The task
The first line of the data below and every line after it, through the one with "Ok(settings)", must be transcribed without change.

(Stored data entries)
* * * *

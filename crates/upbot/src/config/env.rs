//! Loading [`Settings`] from an optional TOML file and the environment.

use std::fmt::Display;
use std::fs;
use std::path::Path;
use std::str::FromStr;

use super::types::Settings;
use crate::error::ConfigError;
use crate::queue::PartitionStrategy;

/// Points at an optional TOML file loaded before environment overrides.
pub const CONFIG_PATH_VAR: &str = "UPBOT_CONFIG";

impl Settings {
    /// Defaults, then `$UPBOT_CONFIG` if set, then environment variables.
    pub fn load() -> Result<Self, ConfigError> {
        Self::from_lookup(|key| std::env::var(key).ok())
    }

    /// Same as [`Settings::load`] with a custom variable source.
    pub fn from_lookup(lookup: impl Fn(&str) -> Option<String>) -> Result<Self, ConfigError> {
        let mut settings = match lookup(CONFIG_PATH_VAR).filter(|p| !p.trim().is_empty()) {
            Some(path) => Self::from_file(path.trim())?,
            None => Self::default(),
        };
        settings.apply_overrides(&lookup)?;
        Ok(settings)
    }

    pub fn from_file(path: impl AsRef<Path>) -> Result<Self, ConfigError> {
        let path = path.as_ref();
        let raw = fs::read_to_string(path)
            .map_err(|source| ConfigError::Read { path: path.display().to_string(), source })?;
        toml::from_str(&raw).map_err(|source| ConfigError::Parse { path: path.display().to_string(), source })
    }

    pub fn apply_overrides(&mut self, lookup: &impl Fn(&str) -> Option<String>) -> Result<(), ConfigError> {
        let get = |key: &str| lookup(key).map(|v| v.trim().to_string()).filter(|v| !v.is_empty());

        if let Some(v) = get("REDIS_URL") {
            self.queue.redis_url = Some(v);
        }
        if let Some(v) = get("CONSUMER_GROUP") {
            self.queue.consumer_group = v;
        }
        if let Some(v) = get("MAX_DELIVERIES") {
            self.queue.max_deliveries = number("MAX_DELIVERIES", &v)?;
        }
        if let Some(v) = get("DEAD_LETTER_MAX_LEN") {
            self.queue.dead_letter_max_len = number("DEAD_LETTER_MAX_LEN", &v)?;
        }
        if let Some(v) = get("PARTITION_STRATEGY") {
            self.queue.partition_strategy = PartitionStrategy::parse(&v).ok_or_else(|| ConfigError::Invalid {
                key: "PARTITION_STRATEGY",
                value: v.clone(),
                reason: "expected `shared` or `per-region`".to_string(),
            })?;
        }

        if let Some(v) = get("DATABASE_URL") {
            self.store.database_url = Some(v);
        }
        if let Some(v) = get("DATABASE_AUTH_TOKEN") {
            self.store.auth_token = Some(v);
        }

        if let Some(v) = get("TICK_INTERVAL_MS") {
            self.scheduler.tick_interval_ms = number("TICK_INTERVAL_MS", &v)?;
        }
        if let Some(v) = get("REFRESH_INTERVAL_SECS") {
            self.scheduler.refresh_interval_secs = number("REFRESH_INTERVAL_SECS", &v)?;
        }
        if let Some(v) = get("DEFAULT_JOB_TIMEOUT_MS") {
            self.scheduler.default_job_timeout_ms = number("DEFAULT_JOB_TIMEOUT_MS", &v)?;
        }
        if let Some(v) = get("REBUILD_INDEX_ON_START") {
            self.scheduler.rebuild_index_on_start = flag("REBUILD_INDEX_ON_START", &v)?;
        }

        if let Some(v) = get("WORKER_ID") {
            self.worker.worker_id = Some(v);
        }
        if let Some(v) = get("PROBE_SERVICE_URL") {
            self.worker.probe_service_url = Some(v);
        }
        if let Some(v) = get("WORKER_PARTITIONS") {
            self.worker.partitions =
                v.split(',').map(str::trim).filter(|s| !s.is_empty()).map(str::to_ascii_uppercase).collect();
        }
        if let Some(v) = get("BATCH_SIZE") {
            self.worker.batch_size = number("BATCH_SIZE", &v)?;
        }
        if let Some(v) = get("MAX_BATCH_SIZE") {
            self.worker.max_batch_size = number("MAX_BATCH_SIZE", &v)?;
        }
        if let Some(v) = get("BLOCK_MS") {
            self.worker.block_ms = number("BLOCK_MS", &v)?;
        }
        if let Some(v) = get("IDLE_THRESHOLD_MS") {
            self.worker.idle_threshold_ms = number("IDLE_THRESHOLD_MS", &v)?;
        }
        if let Some(v) = get("MAX_JOB_TIMEOUT_MS") {
            self.worker.max_job_timeout_ms = number("MAX_JOB_TIMEOUT_MS", &v)?;
        }
        if let Some(v) = get("PROBE_OVERHEAD_MS") {
            self.worker.probe_overhead_ms = number("PROBE_OVERHEAD_MS", &v)?;
        }
        if let Some(v) = get("MAX_CONCURRENCY") {
            self.worker.max_concurrency = number("MAX_CONCURRENCY", &v)?;
        }
        if let Some(v) = get("IDLE_BACKOFF_MS") {
            self.worker.idle_backoff_ms = number("IDLE_BACKOFF_MS", &v)?;
        }
        if let Some(v) = get("ERROR_BACKOFF_MS") {
            self.worker.error_backoff_ms = number("ERROR_BACKOFF_MS", &v)?;
        }
        if let Some(v) = get("ACK_ON_PERSIST_FAILURE") {
            self.worker.ack_on_persist_failure = flag("ACK_ON_PERSIST_FAILURE", &v)?;
        }

        Ok(())
    }
}

fn number<T>(key: &'static str, value: &str) -> Result<T, ConfigError>
where
    T: FromStr,
    T::Err: Display,
{
    value.parse().map_err(|e: T::Err| ConfigError::Invalid {
        key,
        value: value.to_string(),
        reason: e.to_string(),
    })
}

fn flag(key: &'static str, value: &str) -> Result<bool, ConfigError> {
    match value.to_ascii_lowercase().as_str() {
        "1" | "true" | "yes" | "on" => Ok(true),
        "0" | "false" | "no" | "off" => Ok(false),
        _ => Err(ConfigError::Invalid { key, value: value.to_string(), reason: "expected a boolean".to_string() }),
    }
}

#[cfg(test)]
mod tests {
    use std::collections::HashMap;
    use std::io::Write;

    use super::*;
    use crate::model::RegionCatalog;
    use crate::queue::Partition;

    fn lookup(vars: &[(&str, &str)]) -> impl Fn(&str) -> Option<String> {
        let vars: HashMap<String, String> = vars.iter().map(|(k, v)| (k.to_string(), v.to_string())).collect();
        move |key| vars.get(key).cloned()
    }

    #[test]
    fn defaults_without_environment() {
        let settings = Settings::from_lookup(lookup(&[])).unwrap();
        assert_eq!(settings, Settings::default());
        assert_eq!(settings.queue.consumer_group, "monitoring");
        assert_eq!(settings.worker.batch_size, 10);
        assert!(!settings.worker.ack_on_persist_failure);
        assert!(matches!(settings.redis_url(), Err(ConfigError::Missing("REDIS_URL"))));
    }

    #[test]
    fn environment_overrides_defaults() {
        let settings = Settings::from_lookup(lookup(&[
            ("REDIS_URL", "redis://localhost:6379"),
            ("TICK_INTERVAL_MS", "2500"),
            ("PARTITION_STRATEGY", "per-region"),
            ("WORKER_PARTITIONS", "sfo, nyc"),
            ("ACK_ON_PERSIST_FAILURE", "yes"),
            ("DEAD_LETTER_MAX_LEN", "500"),
        ]))
        .unwrap();

        assert_eq!(settings.redis_url().unwrap(), "redis://localhost:6379");
        assert_eq!(settings.scheduler.tick_interval_ms, 2_500);
        assert_eq!(settings.queue.partition_strategy, PartitionStrategy::PerRegion);
        assert_eq!(settings.worker.partitions, vec!["SFO", "NYC"]);
        assert!(settings.worker.ack_on_persist_failure);
        assert_eq!(settings.queue_options().dead_letter_max_len, 500);
    }

    #[test]
    fn unparsable_values_are_rejected() {
        let err = Settings::from_lookup(lookup(&[("BATCH_SIZE", "ten")])).unwrap_err();
        assert!(matches!(err, ConfigError::Invalid { key: "BATCH_SIZE", .. }));

        let err = Settings::from_lookup(lookup(&[("REBUILD_INDEX_ON_START", "maybe")])).unwrap_err();
        assert!(matches!(err, ConfigError::Invalid { key: "REBUILD_INDEX_ON_START", .. }));

        let err = Settings::from_lookup(lookup(&[("PARTITION_STRATEGY", "sharded")])).unwrap_err();
        assert!(matches!(err, ConfigError::Invalid { key: "PARTITION_STRATEGY", .. }));
    }

    #[test]
    fn file_is_loaded_before_environment() {
        let mut file = tempfile::Builder::new().suffix(".toml").tempfile().unwrap();
        writeln!(
            file,
            "[queue]\nconsumer_group = \"probes\"\n\n[worker]\nbatch_size = 25\nmax_concurrency = 4\n"
        )
        .unwrap();
        let path = file.path().to_string_lossy().to_string();

        let settings =
            Settings::from_lookup(lookup(&[(CONFIG_PATH_VAR, path.as_str()), ("BATCH_SIZE", "30")])).unwrap();
        assert_eq!(settings.queue.consumer_group, "probes");
        assert_eq!(settings.worker.max_concurrency, 4);
        assert_eq!(settings.worker.batch_size, 30);
        assert_eq!(settings.worker.block_ms, 5_000);
    }

    #[test]
    fn missing_file_is_an_error() {
        let err = Settings::from_lookup(lookup(&[(CONFIG_PATH_VAR, "/nonexistent/upbot.toml")])).unwrap_err();
        assert!(matches!(err, ConfigError::Read { .. }));
    }

    #[test]
    fn worker_options_require_identity() {
        let catalog = RegionCatalog::builtin();
        let settings = Settings::default().with_redis_url("redis://localhost");
        assert!(matches!(settings.worker_options(&catalog), Err(ConfigError::Missing("WORKER_ID"))));

        let options = settings.with_worker_id("worker-1").worker_options(&catalog).unwrap();
        assert_eq!(options.consumer, "worker-1");
        assert_eq!(options.partitions, vec![Partition::shared()]);
    }

    #[test]
    fn per_region_partitions_are_checked_against_catalog() {
        let catalog = RegionCatalog::builtin();
        let mut settings = Settings::default().with_partition_strategy(PartitionStrategy::PerRegion);
        assert_eq!(settings.worker_partitions(&catalog).unwrap().len(), catalog.len());

        settings.worker.partitions = vec!["SFO".into()];
        assert_eq!(settings.worker_partitions(&catalog).unwrap(), vec![Partition::region("SFO")]);

        settings.worker.partitions = vec!["XXX".into()];
        assert!(settings.worker_partitions(&catalog).is_err());
    }

    #[test]
    fn display_redacts_secrets() {
        let mut settings = Settings::default().with_redis_url("redis://:hunter2@localhost");
        settings.store.auth_token = Some("token".into());
        let shown = settings.to_string();
        assert!(!shown.contains("hunter2"));
        assert!(shown.contains("Auth Token: <redacted>"));
        assert!(shown.contains("Consumer Group: monitoring"));
    }
}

* * * *

Final answer
filename crates/upbot/src/config/env.rs
//! Loading [`Settings`] from an optional TOML file and the environment.

use std::fmt::Display;
use std::fs;
use std::path::Path;
use std::str::FromStr;

use super::types::Settings;
use crate::error::ConfigError;
use crate::queue::PartitionStrategy;

/// Points at an optional TOML file loaded before environment overrides.
pub const CONFIG_PATH_VAR: &str = "UPBOT_CONFIG";

impl Settings {
    /// Defaults, then `$UPBOT_CONFIG` if set, then environment variables.
    pub fn load() -> Result<Self, ConfigError> {
        Self::from_lookup(|key| std::env::var(key).ok())
    }

    /// Same as [`Settings::load`] with a custom variable source.
    pub fn from_lookup(lookup: impl Fn(&str) -> Option<String>) -> Result<Self, ConfigError> {
        let mut settings = match lookup(CONFIG_PATH_VAR).filter(|p| !p.trim().is_empty()) {
            Some(path) => Self::from_file(path.trim())?,
            None => Self::default(),
        };
        settings.apply_overrides(&lookup)?;
        Ok(settings)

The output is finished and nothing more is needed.